- [Work instruction]: Retrieve all lines below that have the string "Gameplay".

Study material Start Marker

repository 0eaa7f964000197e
/// One charge level's projectile profile.
///
/// Higher levels trade speed for radius and damage, and cost more energy.
#[derive(Debug, Clone, Copy)]
pub struct ChargeProfile {
    /// Muzzle speed in pixels per tick.
    pub speed: f32,

    /// World-space collision radius in pixels.
    pub radius: f32,

    /// Energy removed from the target on hit.
    pub damage: f32,

    /// Energy debited from the shooter when the shot is accepted.
    pub cost: f32,
}

/// Gameplay tuning for weapons and projectiles.
#[derive(Debug, Clone, Copy)]
pub struct WeaponTuning {
    /// Profiles indexed by charge level 0..=2.
    pub profiles: [ChargeProfile; 3],

    /// Ticks a bullet may live before it is despawned.
    pub lifetime_ticks: u64,

    /// Extra spawn clearance beyond the player and bullet radii.
    pub muzzle_gap: f32,
}

impl WeaponTuning {
    /// Clamps an untrusted charge level to a known profile index.
    /// Unrecognized levels fall back to level 0.
    pub fn clamp_charge(&self, charge: u8) -> u8 {
        if (charge as usize) < self.profiles.len() {
            charge
        } else {
            0
        }
    }

    pub fn profile(&self, charge: u8) -> &ChargeProfile {
        &self.profiles[self.clamp_charge(charge) as usize]
    }
}

impl Default for WeaponTuning {
    fn default() -> Self {
        Self {
            profiles: [
                ChargeProfile {
                    speed: 12.0,
                    radius: 4.0,
                    damage: 10.0,
                    cost: 5.0,
                },
                ChargeProfile {
                    speed: 10.0,
                    radius: 7.0,
                    damage: 20.0,
                    cost: 10.0,
                },
                ChargeProfile {
                    speed: 8.0,
                    radius: 11.0,
                    damage: 35.0,
                    cost: 15.0,
                },
            ],
            lifetime_ticks: 300,
            muzzle_gap: 4.0,
        }
    }
}
// Interface adapters: wire protocol and network handling.

pub mod http;
pub mod net;
pub mod protocol;
pub mod state;
pub mod utils;
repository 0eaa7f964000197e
// Read-only introspection surface; the simulation never depends on it.

use crate::interface_adapters::state::AppState;
use axum::{Json, extract::State, response::IntoResponse};
use std::sync::Arc;

#[derive(Debug, serde::Serialize)]
#[serde(rename_all = "camelCase")]
pub struct HealthResponse {
    pub tick: u64,
    pub players: usize,
    pub bullets: usize,
    pub pickups: usize,
    pub tick_rate: u32,
}

pub async fn health_handler(State(state): State<Arc<AppState>>) -> impl IntoResponse {
    let stats = *state.stats_rx.borrow();
    Json(HealthResponse {
        tick: stats.tick,
        players: stats.players,
        bullets: stats.bullets,
        pickups: stats.pickups,
        tick_rate: state.tick_rate,
    })
}
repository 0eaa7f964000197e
/// Gameplay tuning for dropped currency pickups.
#[derive(Debug, Clone, Copy)]
pub struct PickupTuning {
    /// World-space collision radius in pixels.
    pub radius: f32,

    /// Distance at which a pickup starts drifting toward a player.
    pub magnet_radius: f32,

    /// Drift speed toward the attracting player, in pixels per tick.
    pub pull_speed: f32,
}

impl Default for PickupTuning {
    fn default() -> Self {
        Self {
            radius: 10.0,
            magnet_radius: 100.0,
            pull_speed: 3.0,
        }
    }
}
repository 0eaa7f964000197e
use std::{
    sync::{
        OnceLock,
        atomic::{AtomicU64, Ordering},
    },
    time::{SystemTime, UNIX_EPOCH},
};

fn now_nanos() -> u64 {
    SystemTime::now()
        .duration_since(UNIX_EPOCH)
        .unwrap_or_default()
        .as_nanos() as u64
}

/// Returns a process-unique, monotonically increasing identifier used for
/// player/connection ids.
///
/// Seeding the counter from the clock keeps ids distinct across restarts;
/// the increment keeps them distinct within a run even when many connections
/// arrive in the same instant.
pub fn next_conn_id() -> u64 {
    static COUNTER: OnceLock<AtomicU64> = OnceLock::new();
    let counter = COUNTER.get_or_init(|| AtomicU64::new(now_nanos()));
    counter.fetch_add(1, Ordering::Relaxed)
}
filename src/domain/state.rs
// Domain-level simulation entities and input/snapshot types.

use crate::domain::tuning::{PlayerTuning, WorldTuning};
use rand::Rng;

/// Raw input received from a client. The newest record supersedes any older
/// one and is applied once per tick until a fresher record arrives.
#[derive(Debug, Clone, Copy, Default)]
pub struct PlayerInput {
    pub up: bool,
    pub down: bool,
    pub left: bool,
    pub right: bool,
    pub boost: bool,
    /// Client-supplied facing angle in radians. Trusted as-is by design.
    pub angle: Option<f32>,
    /// Strictly increasing per connection; stale sequences are ignored.
    pub seq: u64,
}

pub struct SimPlayer {
    pub id: u64,
    pub x: f32,
    pub y: f32,
    pub vx: f32,
    pub vy: f32,
    /// Facing angle in radians. Bullets spawn along this direction.
    pub angle: f32,

    /// Single regenerating resource: health, boost fuel and ammo in one.
    pub energy: f32,
    pub money: f32,
    pub invulnerable: bool,
    pub invuln_ticks: u32,
    pub kill_streak: u32,
    pub bounty_multiplier: f32,
    pub boosting: bool,

    // Input plumbing (never serialized to clients).
    pub last_seq: u64,
    pub last_input: PlayerInput,
    pub mailbox: Option<PlayerInput>,
    pub pending_shot: Option<u8>,
}

impl SimPlayer {
    /// Builds a fresh player record: random position inside the arena minus
    /// the spawn padding, zero velocity, full energy, baseline money and the
    /// post-spawn invulnerability window asserted.
    ///
    /// Pure apart from the RNG draw; the caller registers the record.
    pub fn spawn(
        id: u64,
        world: &WorldTuning,
        tuning: &PlayerTuning,
        rng: &mut impl Rng,
    ) -> Self {
        let pad = world.spawn_padding;
        Self {
            id,
            x: rng.gen_range(pad..world.width - pad),
            y: rng.gen_range(pad..world.height - pad),
            vx: 0.0,
            vy: 0.0,
            angle: 0.0,
            energy: tuning.max_energy,
            money: tuning.starting_money,
            invulnerable: true,
            invuln_ticks: tuning.invuln_ticks,
            kill_streak: 0,
            bounty_multiplier: 1.0,
            boosting: false,
            last_seq: 0,
            last_input: PlayerInput::default(),
            mailbox: None,
            pending_shot: None,
        }
    }
}

pub struct SimBullet {
    pub id: u64,
    pub owner_id: u64,
    pub x: f32,
    pub y: f32,
    pub vx: f32,
    pub vy: f32,
    pub radius: f32,
    pub damage: f32,
    pub charge: u8,
    pub spawn_tick: u64,
}

pub struct SimPickup {
    pub id: u64,
    pub x: f32,
    pub y: f32,
    pub radius: f32,
    /// Full currency value of the victim at the time of death.
    pub amount: f32,
}

/// Public player fields included in every world snapshot.
#[derive(Debug, Clone)]
pub struct PlayerSnapshot {
    pub id: u64,
    pub x: f32,
    pub y: f32,
    pub vx: f32,
    pub vy: f32,
    pub angle: f32,
    pub energy: f32,
    pub money: f32,
    pub invulnerable: bool,
    pub invuln_ticks: u32,
    pub kill_streak: u32,
    pub bounty_multiplier: f32,
}

#[derive(Debug, Clone)]
pub struct BulletSnapshot {
    pub id: u64,
    pub owner_id: u64,
    pub x: f32,
    pub y: f32,
    pub vx: f32,
    pub vy: f32,
    pub radius: f32,
    pub charge: u8,
}

#[derive(Debug, Clone)]
pub struct PickupSnapshot {
    pub id: u64,
    pub x: f32,
    pub y: f32,
    pub radius: f32,
    pub amount: f32,
}

impl From<&SimPlayer> for PlayerSnapshot {
    fn from(p: &SimPlayer) -> Self {
        Self {
            id: p.id,
            x: p.x,
            y: p.y,
            vx: p.vx,
            vy: p.vy,
            angle: p.angle,
            energy: p.energy,
            money: p.money,
            invulnerable: p.invulnerable,
            invuln_ticks: p.invuln_ticks,
            kill_streak: p.kill_streak,
            bounty_multiplier: p.bounty_multiplier,
        }
    }
}

impl From<&SimBullet> for BulletSnapshot {
    fn from(b: &SimBullet) -> Self {
        Self {
            id: b.id,
            owner_id: b.owner_id,
            x: b.x,
            y: b.y,
            vx: b.vx,
            vy: b.vy,
            radius: b.radius,
            charge: b.charge,
        }
    }
}

impl From<&SimPickup> for PickupSnapshot {
    fn from(m: &SimPickup) -> Self {
        Self {
            id: m.id,
            x: m.x,
            y: m.y,
            radius: m.radius,
            amount: m.amount,
        }
    }
}
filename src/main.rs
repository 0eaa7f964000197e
#[tokio::main]
async fn main() -> std::io::Result<()> {
    arena_server::run_with_config().await
}
pub mod config;
pub mod server;
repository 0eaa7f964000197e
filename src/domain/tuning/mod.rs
// Gameplay tuning, separate from runtime/server configuration.

pub mod pickup;
pub mod player;
pub mod weapon;
pub mod world;

pub use pickup::PickupTuning;
pub use player::PlayerTuning;
pub use weapon::{ChargeProfile, WeaponTuning};
pub use world::WorldTuning;

/// Full tuning set handed to the simulation and echoed to clients on connect.
#[derive(Debug, Clone, Copy, Default)]
pub struct Tuning {
    pub world: WorldTuning,
    pub player: PlayerTuning,
    pub weapon: WeaponTuning,
    pub pickup: PickupTuning,
}
// Combat stage: shoot validation and spawn, then bullet advance, lifetime,
// bounds and player collision with single-hit resolution.

use crate::domain::math;
use crate::domain::state::{BulletSnapshot, SimBullet, SimPickup, SimPlayer};
use crate::domain::systems::respawn;
use crate::domain::tuning::Tuning;
use crate::domain::world::SimEvent;
use rand::rngs::StdRng;
use tracing::{debug, info};

/// Consumes each player's pending shoot request. Requests the player cannot
/// afford are dropped silently; the client learns nothing.
pub fn fire_pending(
    players: &mut [SimPlayer],
    bullets: &mut Vec<SimBullet>,
    next_bullet_id: &mut u64,
    tick: u64,
    tuning: &Tuning,
    events: &mut Vec<SimEvent>,
) {
    for p in players.iter_mut() {
        let Some(requested) = p.pending_shot.take() else {
            continue;
        };
        let charge = tuning.weapon.clamp_charge(requested);
        let profile = tuning.weapon.profile(charge);

        if p.energy < profile.cost {
            debug!(player_id = p.id, charge, energy = p.energy, "shot rejected");
            continue;
        }
        p.energy -= profile.cost;

        // Spawn ahead of the muzzle so the bullet starts clear of the shooter.
        let (dx, dy) = (p.angle.cos(), p.angle.sin());
        let offset = tuning.player.radius + profile.radius + tuning.weapon.muzzle_gap;
        let bullet = SimBullet {
            id: *next_bullet_id,
            owner_id: p.id,
            x: p.x + dx * offset,
            y: p.y + dy * offset,
            vx: dx * profile.speed,
            vy: dy * profile.speed,
            radius: profile.radius,
            damage: profile.damage,
            charge,
            spawn_tick: tick,
        };
        *next_bullet_id = next_bullet_id.wrapping_add(1);

        events.push(SimEvent::BulletSpawned {
            bullet: BulletSnapshot::from(&bullet),
        });
        bullets.push(bullet);
    }
}

/// Advances every live bullet: lifetime expiry, movement, arena exit, then
/// collision against players in stable insertion order. A bullet resolves at
/// most one hit and is removed immediately after.
pub fn tick_bullets(
    players: &mut Vec<SimPlayer>,
    bullets: &mut Vec<SimBullet>,
    pickups: &mut Vec<SimPickup>,
    next_pickup_id: &mut u64,
    tick: u64,
    tuning: &Tuning,
    rng: &mut StdRng,
    events: &mut Vec<SimEvent>,
) {
    // Lifetime first: a bullet older than its ceiling never moves again.
    bullets.retain(|b| {
        if tick.saturating_sub(b.spawn_tick) > tuning.weapon.lifetime_ticks {
            events.push(SimEvent::BulletRemoved { bullet_id: b.id });
            false
        } else {
            true
        }
    });

    // Integrate, then drop anything that left the arena rectangle.
    bullets.retain_mut(|b| {
        b.x += b.vx;
        b.y += b.vy;
        let inside =
            b.x >= 0.0 && b.x <= tuning.world.width && b.y >= 0.0 && b.y <= tuning.world.height;
        if !inside {
            events.push(SimEvent::BulletRemoved { bullet_id: b.id });
        }
        inside
    });

    // Collision pass. Owners and invulnerable players are never candidates.
    let mut spent: Vec<u64> = Vec::new();
    for bi in 0..bullets.len() {
        let (bullet_id, owner_id, bx, by, br, damage) = {
            let b = &bullets[bi];
            (b.id, b.owner_id, b.x, b.y, b.radius, b.damage)
        };

        let hit = players.iter().position(|p| {
            p.id != owner_id
                && !p.invulnerable
                && math::distance(bx, by, p.x, p.y) < br + tuning.player.radius
        });
        let Some(pi) = hit else {
            continue;
        };

        let target = &mut players[pi];
        // Damage is applied unclamped; the death check below restores the
        // energy invariant before the stage ends.
        target.energy -= damage;
        let target_id = target.id;
        let remaining = target.energy;
        info!(
            target_id,
            shooter_id = owner_id,
            bullet_id,
            energy = remaining,
            "player hit"
        );
        events.push(SimEvent::PlayerHit {
            target_id,
            shooter_id: owner_id,
            damage,
            energy: remaining,
        });

        if remaining <= 0.0 {
            events.push(respawn::kill_player(
                players,
                pi,
                Some(owner_id),
                pickups,
                next_pickup_id,
                tuning,
                rng,
            ));
        }

        spent.push(bullet_id);
    }

    bullets.retain(|b| {
        if spent.contains(&b.id) {
            events.push(SimEvent::BulletRemoved { bullet_id: b.id });
            false
        } else {
            true
        }
    });
}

Study material End Marker

- [Exercise result]:
/// Gameplay tuning for weapons and projectiles.
/// Gameplay tuning for dropped currency pickups.
// Gameplay tuning, separate from runtime/server configuration.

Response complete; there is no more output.